In contrast to animal cells, the inositol 1,4,5-trisphosphate receptor of Trypanosoma cruzi (TcIP₃R) localizes to acidocalcisomes instead of the endoplasmic reticulum. Here, we present evidence that TcIP₃R is a Ca²⁺ release channel gated by IP₃ when expressed in DT40 cells knockout for all vertebrate IP₃ receptors, and is required for Ca²⁺ uptake by T. cruzi mitochondria, regulating pyruvate dehydrogenase dephosphorylation and mitochondrial O₂ consumption, and preventing autophagy. Localization studies revealed its co-localization with an acidocalcisome marker in all life cycle stages of the parasite. Ablation of TcIP₃R by CRISPR/Cas9 genome editing caused: a) a reduction in O₂ consumption rate and citrate synthase activity; b) decreased mitochondrial Ca²⁺ transport without affecting the membrane potential; c) increased ammonia production and AMP/ATP ratio; d) stimulation of autophagosome formation, and e) marked defects in growth of culture forms (epimastigotes) and invasion of host cells by infective stages (trypomastigotes). Moreover, TcIP₃R overexpressing parasites showed decreased metacyclogenesis, trypomastigote host cell invasion and intracellular amastigote replication. In conclusion, the results suggest a modulatory activity of TcIP₃R-mediated acidocalcisome Ca²⁺ release on cell bioenergetics in T. cruzi.

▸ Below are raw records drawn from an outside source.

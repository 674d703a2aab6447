pub mod batch_renamer;
pub mod confirm;
pub mod ocr_service;
pub mod page_orderer;
pub mod pdf_assembler;
pub mod text_writer;
pub mod token_estimator;

pub use batch_renamer::rename_files;
pub use confirm::{confirmer_for, AssumeYes, Confirmer, TerminalConfirmer};
pub use ocr_service::{OcrService, PageImage, TextExtractor};
pub use page_orderer::reorder;
pub use pdf_assembler::{DocumentAssembler, PdfAssembler};
pub use text_writer::TextWriter;
pub use token_estimator::estimate_tokens;
pub mod extraction_flow;
pub mod page_ctx;

pub use extraction_flow::{ExtractionFlow, ExtractionOutcome, ExtractionReport, RetryPolicy, SkipReason};
pub use page_ctx::PageCtx;
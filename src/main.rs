use anyhow::Result;
use scan_reorder::utils::logging;
use scan_reorder::{App, Config};
use tracing::error;

#[tokio::main]
async fn main() -> Result<()> {
    // 初始化日志
    logging::init();

    // 加载配置
    let config = Config::from_env().inspect_err(|e| error!("❌ {}", e))?;

    // 初始化并运行应用
    App::initialize(config)
        .run()
        .await
        .inspect_err(|e| error!("❌ {}", e))?;

    Ok(())
}
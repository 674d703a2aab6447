//! Token 预估
//!
//! 只根据文件大小粗略估算，不发任何请求。结果仅用于提示操作者确认，
//! 不会据此限流或拒绝运行，也不等于实际计费。

use crate::models::ScanFile;

/// base64 编码后的膨胀比例（×100）
const BASE64_INFLATION_PERCENT: u64 = 137;
/// 每个 token 约等于多少字符
const CHARS_PER_TOKEN: u64 = 4;
/// 每页的固定开销（提示词和回复）
const PER_PAGE_OVERHEAD: u64 = 200;

/// 预估单页 token 数
pub fn estimate_page_tokens(size: u64) -> u64 {
    let encoded_chars = (size.saturating_mul(BASE64_INFLATION_PERCENT)).div_ceil(100);
    encoded_chars.div_ceil(CHARS_PER_TOKEN) + PER_PAGE_OVERHEAD
}

/// 预估所有页面的 token 总数
pub fn estimate_tokens(files: &[ScanFile]) -> u64 {
    files
        .iter()
        .map(|f| estimate_page_tokens(f.size))
        .fold(0u64, u64::saturating_add)
}
//! 识别结果写入服务 - 业务能力层
//!
//! 只负责"写 TEXT_CONTENT.md"能力：先写标题，之后每识别完一页就追加一段并落盘，
//! 中途失败时已完成的页面仍然保留在文件里。

use crate::error::ExtractionError;
use std::fs::File;
use std::io::Write;
use std::path::{Path, PathBuf};
use tracing::debug;

/// 识别结果文件名（固定，不随 FILENAME 变化）
pub const TEXT_CONTENT_FILE: &str = "TEXT_CONTENT.md";

/// 页面之间的分隔符
const SECTION_SEPARATOR: &str = "\n\n---\n\n";

/// 识别结果写入服务
pub struct TextWriter {
    path: PathBuf,
    file: File,
    sections: usize,
}

impl TextWriter {
    /// 创建（或覆盖）结果文件并写入标题
    pub fn create(data_dir: &Path, title: &str) -> Result<Self, ExtractionError> {
        let path = data_dir.join(TEXT_CONTENT_FILE);
        let file = File::create(&path).map_err(|source| ExtractionError::Persist {
            path: path.clone(),
            source,
        })?;

        let mut writer = Self {
            path,
            file,
            sections: 0,
        };
        writer.write_synced(&format!("# {}\n\n", title))?;
        Ok(writer)
    }

    /// 追加一页识别结果
    ///
    /// # 参数
    /// - `page_index`: 页码（从 1 开始）
    /// - `text`: 识别出的文本
    pub fn append_page(&mut self, page_index: usize, text: &str) -> Result<(), ExtractionError> {
        debug!("写入第 {} 页，长度: {} 字符", page_index, text.len());

        let separator = if self.sections == 0 { "" } else { SECTION_SEPARATOR };
        let section = format!("{}## Page {}\n\n{}", separator, page_index, text);
        self.write_synced(&section)?;
        self.sections += 1;
        Ok(())
    }

    /// 写入结尾换行
    pub fn finish(mut self) -> Result<PathBuf, ExtractionError> {
        self.write_synced("\n")?;
        Ok(self.path)
    }

    /// 已写入的页数
    pub fn sections(&self) -> usize {
        self.sections
    }

    fn write_synced(&mut self, content: &str) -> Result<(), ExtractionError> {
        self.file
            .write_all(content.as_bytes())
            .and_then(|_| self.file.sync_data())
            .map_err(|source| ExtractionError::Persist {
                path: self.path.clone(),
                source,
            })
    }
}

#[cfg(test)]
mod tests {
    use super::*;
    use tempfile::tempdir;

    #[test]
    fn test_document_layout() {
        let dir = tempdir().unwrap();
        let mut writer = TextWriter::create(dir.path(), "report").unwrap();
        writer.append_page(1, "first page").unwrap();
        writer.append_page(2, "second page").unwrap();
        assert_eq!(writer.sections(), 2);
        let path = writer.finish().unwrap();

        let content = std::fs::read_to_string(path).unwrap();
        assert_eq!(
            content,
            "# report\n\n## Page 1\n\nfirst page\n\n---\n\n## Page 2\n\nsecond page\n"
        );
    }

    #[test]
    fn test_each_page_is_on_disk_before_finish() {
        let dir = tempdir().unwrap();
        let mut writer = TextWriter::create(dir.path(), "doc").unwrap();
        writer.append_page(1, "hello").unwrap();

        let content = std::fs::read_to_string(dir.path().join(TEXT_CONTENT_FILE)).unwrap();
        assert_eq!(content, "# doc\n\n## Page 1\n\nhello");
    }

    #[test]
    fn test_create_overwrites_previous_run() {
        let dir = tempdir().unwrap();
        std::fs::write(dir.path().join(TEXT_CONTENT_FILE), "stale content").unwrap();

        let writer = TextWriter::create(dir.path(), "fresh").unwrap();
        writer.finish().unwrap();

        let content = std::fs::read_to_string(dir.path().join(TEXT_CONTENT_FILE)).unwrap();
        assert_eq!(content, "# fresh\n\n\n");
    }
}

与动物细胞相比，克氏锥虫(TcIP ₃ R)的肌醇 1,4,5-三磷酸受体定位于酸钙体而不是内质网。在这里，我们提供的证据表明，当 TcIP 3 R在 DT40 细胞敲除所有脊椎动物 IP ₃受体时表达时，TcIP _{3 R 是一个由 IP 3}门控的 Ca ²⁺释放通道，并且是T. cruzi线粒体摄取Ca ²⁺所必需的，调节丙酮酸脱氢酶去磷酸化和线粒体 O ₂消耗，并防止自噬。定位研究揭示了它在寄生虫的所有生命周期阶段与酸钙体标记物的共定位。CRISPR/Cas9 基因组编辑对 TcIP ₃ R 的消融导致：a) O ₂消耗率和柠檬酸合酶活性降低；b) 减少线粒体 Ca ²⁺转运而不影响膜电位；c) 增加氨产量和 AMP/ATP 比率；d) 刺激自噬体形成，和 e) 培养形式（外鞭毛体）的生长和感染阶段（trypomastigotes）侵入宿主细胞的显着缺陷。此外，TcIP ₃R 过表达的寄生虫表现出减少的metacyclogenesis、trypomastigote 宿主细胞侵袭和细胞内无鞭毛体复制。总之，结果表明TcIP ₃ R 介导的酸钙体Ca ²⁺释放对T. cruzi细胞生物能量学的调节活性。